218 S.W. 607 | Tex. App. | 1920

This was a suit by William Seidel on a promissory note executed by Jesse S. Fry, T. J. Lawson, D. McNeill Turner, S. M. Turner, and Frank Rabb, payable to B. H. Wilson and A. C. Priday, which resulted in a judgment in favor of plaintiff, except as against Mrs. Turner. The trial court's findings of fact and conclusions of law are as follows:

"Findings of Fact.
"First. On and prior to September 30, 1907, defendants T. J. Lawson, Jesse S. Fry, and D. McNeill Turner were interested in the development of the Piedras Pintas oil field in Duval county, Tex., and engaged in the production and marketing of oil which was being produced in said field. They were in need of money to enable them to carry on their development and production and concluded to obtain a loan for such purpose. Through D. McNeill Turner they conducted negotiations with B. H. Wilson and A. C. Priday for a loan of $10,000 for such purposes, and, to obtain it, it was proposed by said Turner that Lawson, Fry, himself, Mrs. S. M. Turner, and Frank Rabb should execute and deliver a note to said Wilson and Priday for said sum, and that the same should be additionally secured by a deed of trust to be executed by Lawson and Fry on all of their interest in said oil field, the oil already produced as well as future production, and Mrs. S. M. Turner, wife of D. McNeill Turner, was also to give a deed of trust on certain properties belonging to her in Bexar and Nueces counties.
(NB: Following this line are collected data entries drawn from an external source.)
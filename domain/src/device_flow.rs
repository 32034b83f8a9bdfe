//! Database-backed flow store and the device flow operations exposed to `web`.
//!
//! Implements `device_auth::FlowStore` using the `device_flows` table. Escorted tokens are
//! encrypted with AES-256-GCM before writing when a key is configured.

use std::sync::Arc;

use async_trait::async_trait;
use chrono::{DateTime, Utc};
use log::*;
use sea_orm::DatabaseConnection;

use device_auth::error::{store_error, Error as FlowStoreError, StoreErrorKind};
use device_auth::{
    Approval, ApproveResponse, CallerIdentity, FlowRecord, FlowStatus, FlowStore, Manager,
    NewFlow, PollResponse, StartResponse,
};
use entity_api::device_flow;
use entity_api::error::{EntityApiErrorKind, Error as EntityApiError};

use crate::encryption;
use crate::error::Error;
use crate::{device_flow_status::DeviceFlowStatus, device_flows::Model, Id};

/// The flow manager shared by every request handler.
pub type DeviceFlows = Manager<Arc<dyn FlowStore>>;

/// Database-backed flow store that optionally encrypts tokens at rest.
pub struct DbFlowStore {
    db: Arc<DatabaseConnection>,
    encryption_key: Option<String>,
}

impl DbFlowStore {
    /// Fails if `encryption_key` is set but is not a 32-byte hex key.
    pub fn new(db: Arc<DatabaseConnection>, encryption_key: Option<String>) -> Result<Self, Error> {
        if let Some(key) = encryption_key.as_deref() {
            encryption::validate_key(key).map_err(|e| {
                warn!("Rejecting TOKEN_ENCRYPTION_KEY: {e}");
                Error::config(e.to_string())
            })?;
        }

        Ok(Self { db, encryption_key })
    }

    fn to_record(&self, model: Model) -> Result<FlowRecord, FlowStoreError> {
        let access_token = encryption::open(model.access_token, self.encryption_key.as_deref())
            .map_err(|e| {
                error!("Failed to decrypt the token of device flow {}: {e}", model.id);
                store_error(StoreErrorKind::Encryption, &e.to_string())
            })?;

        Ok(FlowRecord {
            id: model.id,
            device_code_hash: model.device_code_hash,
            user_code: model.user_code,
            status: flow_status(model.status),
            created_at: model.created_at.with_timezone(&Utc),
            expires_at: model.expires_at.with_timezone(&Utc),
            interval_seconds: model.interval_seconds,
            last_polled_at: model.last_polled_at.map(|t| t.with_timezone(&Utc)),
            approved_at: model.approved_at.map(|t| t.with_timezone(&Utc)),
            approved_by_external_id: model.approved_by_external_id,
            consumed_at: model.consumed_at.map(|t| t.with_timezone(&Utc)),
            access_token,
            access_token_expires_at: model.access_token_expires_at,
        })
    }

    fn to_optional_record(&self, model: Option<Model>) -> Result<Option<FlowRecord>, FlowStoreError> {
        model.map(|model| self.to_record(model)).transpose()
    }
}

fn flow_status(status: DeviceFlowStatus) -> FlowStatus {
    match status {
        DeviceFlowStatus::Pending => FlowStatus::Pending,
        DeviceFlowStatus::Approved => FlowStatus::Approved,
        DeviceFlowStatus::Consumed => FlowStatus::Consumed,
        DeviceFlowStatus::Expired => FlowStatus::Expired,
    }
}

fn store_db_err(err: EntityApiError) -> FlowStoreError {
    let kind = match err.error_kind {
        EntityApiErrorKind::Conflict => StoreErrorKind::Conflict,
        _ => StoreErrorKind::Unavailable,
    };
    FlowStoreError {
        source: Some(Box::new(err)),
        error_kind: device_auth::ErrorKind::Store(kind),
    }
}

#[async_trait]
impl FlowStore for DbFlowStore {
    async fn insert(&self, flow: NewFlow) -> Result<FlowRecord, FlowStoreError> {
        let model = device_flow::create(
            &self.db,
            device_flow::NewDeviceFlow {
                id: flow.id,
                device_code_hash: flow.device_code_hash,
                user_code: flow.user_code,
                created_at: flow.created_at,
                expires_at: flow.expires_at,
                interval_seconds: flow.interval_seconds,
            },
        )
        .await
        .map_err(store_db_err)?;

        self.to_record(model)
    }

    async fn find_by_id(&self, id: Id) -> Result<Option<FlowRecord>, FlowStoreError> {
        match device_flow::find_by_id(&self.db, id).await {
            Ok(model) => self.to_record(model).map(Some),
            Err(err) if err.error_kind == EntityApiErrorKind::RecordNotFound => Ok(None),
            Err(err) => Err(store_db_err(err)),
        }
    }

    async fn find_by_device_code_hash(
        &self,
        device_code_hash: &str,
    ) -> Result<Option<FlowRecord>, FlowStoreError> {
        let model = device_flow::find_by_device_code_hash(&self.db, device_code_hash)
            .await
            .map_err(store_db_err)?;
        self.to_optional_record(model)
    }

    async fn find_by_user_code(&self, user_code: &str) -> Result<Option<FlowRecord>, FlowStoreError> {
        let model = device_flow::find_by_user_code(&self.db, user_code)
            .await
            .map_err(store_db_err)?;
        self.to_optional_record(model)
    }

    async fn approve(&self, id: Id, approval: Approval) -> Result<bool, FlowStoreError> {
        let access_token = encryption::seal(approval.access_token, self.encryption_key.as_deref())
            .map_err(|e| store_error(StoreErrorKind::Encryption, &e.to_string()))?;

        device_flow::approve(
            &self.db,
            id,
            approval.approved_at,
            &approval.approved_by_external_id,
            access_token,
            approval.access_token_expires_at,
        )
        .await
        .map_err(store_db_err)
    }

    async fn touch_poll(
        &self,
        id: Id,
        observed: Option<DateTime<Utc>>,
        now: DateTime<Utc>,
    ) -> Result<bool, FlowStoreError> {
        device_flow::touch_last_polled(&self.db, id, observed, now)
            .await
            .map_err(store_db_err)
    }

    async fn consume(&self, id: Id, now: DateTime<Utc>) -> Result<bool, FlowStoreError> {
        device_flow::consume(&self.db, id, now)
            .await
            .map_err(store_db_err)
    }

    async fn expire(&self, id: Id) -> Result<bool, FlowStoreError> {
        device_flow::expire(&self.db, id).await.map_err(store_db_err)
    }

    async fn expire_lapsed(&self, now: DateTime<Utc>) -> Result<u64, FlowStoreError> {
        device_flow::expire_lapsed(&self.db, now)
            .await
            .map_err(store_db_err)
    }
}

/// Starts a new device flow.
pub async fn start(flows: &DeviceFlows) -> Result<StartResponse, Error> {
    Ok(flows.start().await?)
}

/// Approves the flow named by `user_code` on behalf of `caller`.
pub async fn approve(
    flows: &DeviceFlows,
    caller: Option<&CallerIdentity>,
    user_code: &str,
    access_token: &str,
    access_token_expires_at: Option<i64>,
) -> Result<ApproveResponse, Error> {
    Ok(flows
        .approve(caller, user_code, access_token, access_token_expires_at)
        .await?)
}

/// Polls the flow identified by the raw `device_code`.
pub async fn poll(flows: &DeviceFlows, device_code: &str) -> Result<PollResponse, Error> {
    let response = flows.poll(device_code).await?;
    debug!("Device flow poll answered with {}", response.status());
    Ok(response)
}

/// Expires every lapsed flow, returning how many were expired.
pub async fn expire_lapsed(flows: &DeviceFlows) -> Result<u64, Error> {
    Ok(flows.expire_lapsed(Utc::now()).await?)
}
"Second. Wilson and Priday having agreed to make the loan, a joint and several note for $10,000 was drawn, dated September 30, 1907, payable to the order of B. H. Wilson and A. C. Friday one year after date, with interest at the rate of 10 per cent. per annum from date until paid, payable annually, both principal and interest payable at Corpus Christi, Tex., and providing that in case default was made in the payment of said note the makers should pay an additional amount of 10 per cent. on the principal and interest of said note as attorney's fee in the event same was placed in the hands of an attorney for collection after maturity, and reciting that it was secured by a deed of trust executed by D. McNeill Turner and S. M. Turner on real estate situated in Bexar and Nueces counties and by a deed of trust executed by T. J. Lawson and Jesse S. Fry upon their entire interest in the Piedras Pintas oil field, including oil leases, oil then produced and to be produced, tanks, pipe lines, loading racks, boilers, engines, wells, and machinery of every kind and character. This note was executed at Corpus Christi, Tex., on the day of its date by said T. J. Lawson, Jesse S. Fry, D. McNeill Turner, S. M. Turner, and Frank Rabb, and is a joint and several note and on its face appears to have been made by the several makers as principals. After being so executed, this note was left with D. McNeill Turner and T. J. Lawson *608 to be negotiated for the purpose of obtaining money to enable said Fry, Lawson, and Turner to prosecute said oil business, and after its execution Frank Rabb left the city and returned to his home in Brownsville.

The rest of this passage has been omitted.